As a boy, Smith’s life was securely rooted in the social, economic and political world of Kirkcaldy and south Fife. Several of his father’s family worked for the customs. His half-brother Hugh worked in the customs house at Kirkcaldy. His cousin Hercules Smith, one of those named as his guardian in his father’s will, was Collector of Customs at Kirkcaldy before being promoted to Inspector General of the Outports in Scotland in 1740 with the task of managing the collecting of customs revenues at all the smaller Scottish ports. Another cousin, also called Adam Smith, who had been his father’s clerk, was to become Comptroller and later Collector of Customs at Kirkcaldy. His mother’s family was rather more patrician. The Douglases of Strathendry had estates on the outskirts of the town, in easy reach of Margaret Smith’s two sisters who had married into the Fife gentry. The family was and remained in contact with the formidable, wealthy and intelligent General St Clair, one of David Hume’s friends and patrons, who controlled the burgh of Dysart and much of the politics of south Fife, and with the Fergusons of Raith, whose pretty and improved estate butted onto the burgh. They were close neighbours of one of the interesting newer families, the Adams of Maybole, who had moved into the region early in the century. William Adam had made his fortune as a fashionable architect with a lucrative practice, an activity he coupled with the equally lucrative posts of Clerk and Storekeeper of the King’s Works in Scotland, and Mason to the Board of Ordnance in Scotland. He built Gladden House in Kirkcaldy in 1711 and began acquiring large estates in Kincardineshire in the 1730s. His two sons, Robert and John, were not only to become two of Scotland’s greatest architects but were to remain Smith’s lifelong friends.

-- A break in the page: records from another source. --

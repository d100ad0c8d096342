//! Topic name decoding

use delta_core::TableId;

/// Table of a `server.schema.table` row change topic.
///
/// Returns `None` unless the topic has exactly three non-empty segments. The
/// server segment only names the connector instance and is not checked.
pub fn table_from_topic(topic: &str) -> Option<TableId> {
    let mut parts = topic.split('.');
    let server = parts.next()?;
    let schema = parts.next()?;
    let table = parts.next()?;

    if parts.next().is_some() || [server, schema, table].iter().any(|s| s.is_empty()) {
        return None;
    }

    Some(TableId::new(schema, table))
}

#[cfg(test)]
mod tests {
    use super::*;

    #[test]
    fn test_table_from_topic() {
        assert_eq!(
            table_from_topic("delta-server.dbo.customers"),
            Some(TableId::new("dbo", "customers"))
        );
    }

    #[test]
    fn test_malformed_topics() {
        assert!(table_from_topic("delta-server").is_none());
        assert!(table_from_topic("delta-server.dbo").is_none());
        assert!(table_from_topic("delta-server.dbo.customers.extra").is_none());
        assert!(table_from_topic("delta-server..customers").is_none());
        assert!(table_from_topic("").is_none());
    }
}
//! Opaque offsets attached to every emitted event
//!
//! The downstream runtime persists these verbatim and hands the latest
//! acknowledged one back on restart. Only the source that produced an offset
//! knows how to interpret its keys.

use serde::{Deserialize, Serialize};
use std::collections::BTreeMap;

#[derive(Debug, Clone, Default, Serialize, Deserialize, PartialEq, Eq)]
#[serde(transparent)]
pub struct Offset {
    fields: BTreeMap<String, String>,
}

impl Offset {
    pub fn new() -> Self {
        Self::default()
    }

    pub fn with(mut self, key: impl Into<String>, value: impl Into<String>) -> Self {
        self.fields.insert(key.into(), value.into());
        self
    }

    pub fn get(&self, key: &str) -> Option<&str> {
        self.fields.get(key).map(String::as_str)
    }

    /// An empty offset means the source has never been acknowledged
    pub fn is_empty(&self) -> bool {
        self.fields.is_empty()
    }
}

impl From<BTreeMap<String, String>> for Offset {
    fn from(fields: BTreeMap<String, String>) -> Self {
        Self { fields }
    }
}
//! Shared utilities and common logic for Delta

pub mod config;
pub mod health;
pub mod observability;

pub use config::*;
pub use health::*;
pub use observability::*;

But by far the most important of the local landed families, for the burgh and for Smith himself, were the Oswalds of Dunnikier. Like William Adam, Captain James Oswald was new to district. He bought Dunnikier in 1703, built himself the house he needed to acquire burgess rights and to hold office in the town, and had himself elected Provost in 1717. He was now the largest landed proprietor in the town and its most powerful local politician. Given the family’s wealth, power and interest in economic improvement, it seems certain that Oswald and his family played a significant part in engineering the town’s economic recovery. He was a close friend of Smith’s father and was named Adam Smith’s tutor, or legal guardian in his father’s will. Oswald’s son, another James Oswald, was eight years older than Smith and became one of his closest friends. This James Oswald was a remarkable man. Like Smith, he lost his father as a child and like him was bought up by a formidable mother who, according to her grandson, ‘cultivated James’ talents with the most assiduous care and the best education which Scotland could then afford’.11 He became an improving landlord and a much-admired MP for the Fife Burghs and the county from 1741–68. In fact, he was to develop as the sort of modern politician Smith most admired – an intelligent, literate and independently minded man, who steered clear of party politics and applied himself to studying the business of government, impressing David Hume by his understanding of naval finance. As he once put it, ‘the surest way of becoming remarkable here [in the House of Commons] is certainly application to business, for whoever understands it must make a figure’.12 Oswald kept in close contact with Scottish intellectual life and remained another of Smith’s lifelong friends. As his son wrote:
It is well known that an uninterrupted friendship and intercourse existed betwixt them for the greater part of their lives. In his early days [the author] remembers well to have heard Dr. Smith dilate, with generous and enthusiastic pleasure, on the qualities and merits of Mr. Oswald; candidly avowing, at the same time, how much information he had derived, on many points, from the enlarged views and profound knowledge of that accomplished statesman. In their frequent discussions on the science of political economy, Mr. Oswald brought his practical knowledge and experience in aid of the Doctor’s theoretical deductions, and afforded him much valuable assistance in the laborious investigations in which he was so long engaged.13
Indeed, Dugald Stewart thought that Oswald had played a decisive part in persuading Smith to develop his interests in political economy.14
In the Wealth of Nations, Smith was to pay close attention to the role of small towns in shaping the commerce and culture of the regions of a commercial state. A small town was ‘a continual fair or market’ in which ordinary men and women were able to learn the meaning of fair prices and wages and would in time begin to appreciate more general truths about the meaning of liberty and order.15 But Smith also knew how important prudent, intelligent and independent country gentlemen were in generating economic improvement in the countryside. As a class they were least likely to be corrupted by great wealth or poverty, or by ‘the wretched spirit of monopoly’ which Smith regarded as the cancer that threatened the economic, political and moral health of most modern states.16 It is hard to read Smith’s thinking about the progress of society in a commercial state without thinking of Kirkcaldy, Fife and the activities of energetic and ambitious incomers like the Oswalds, the St Clairs and the Adams; and although he never explicitly drew on the experience of Fife to ‘illustrate’ his theory of progress, it was, nonetheless, remarkably apposite.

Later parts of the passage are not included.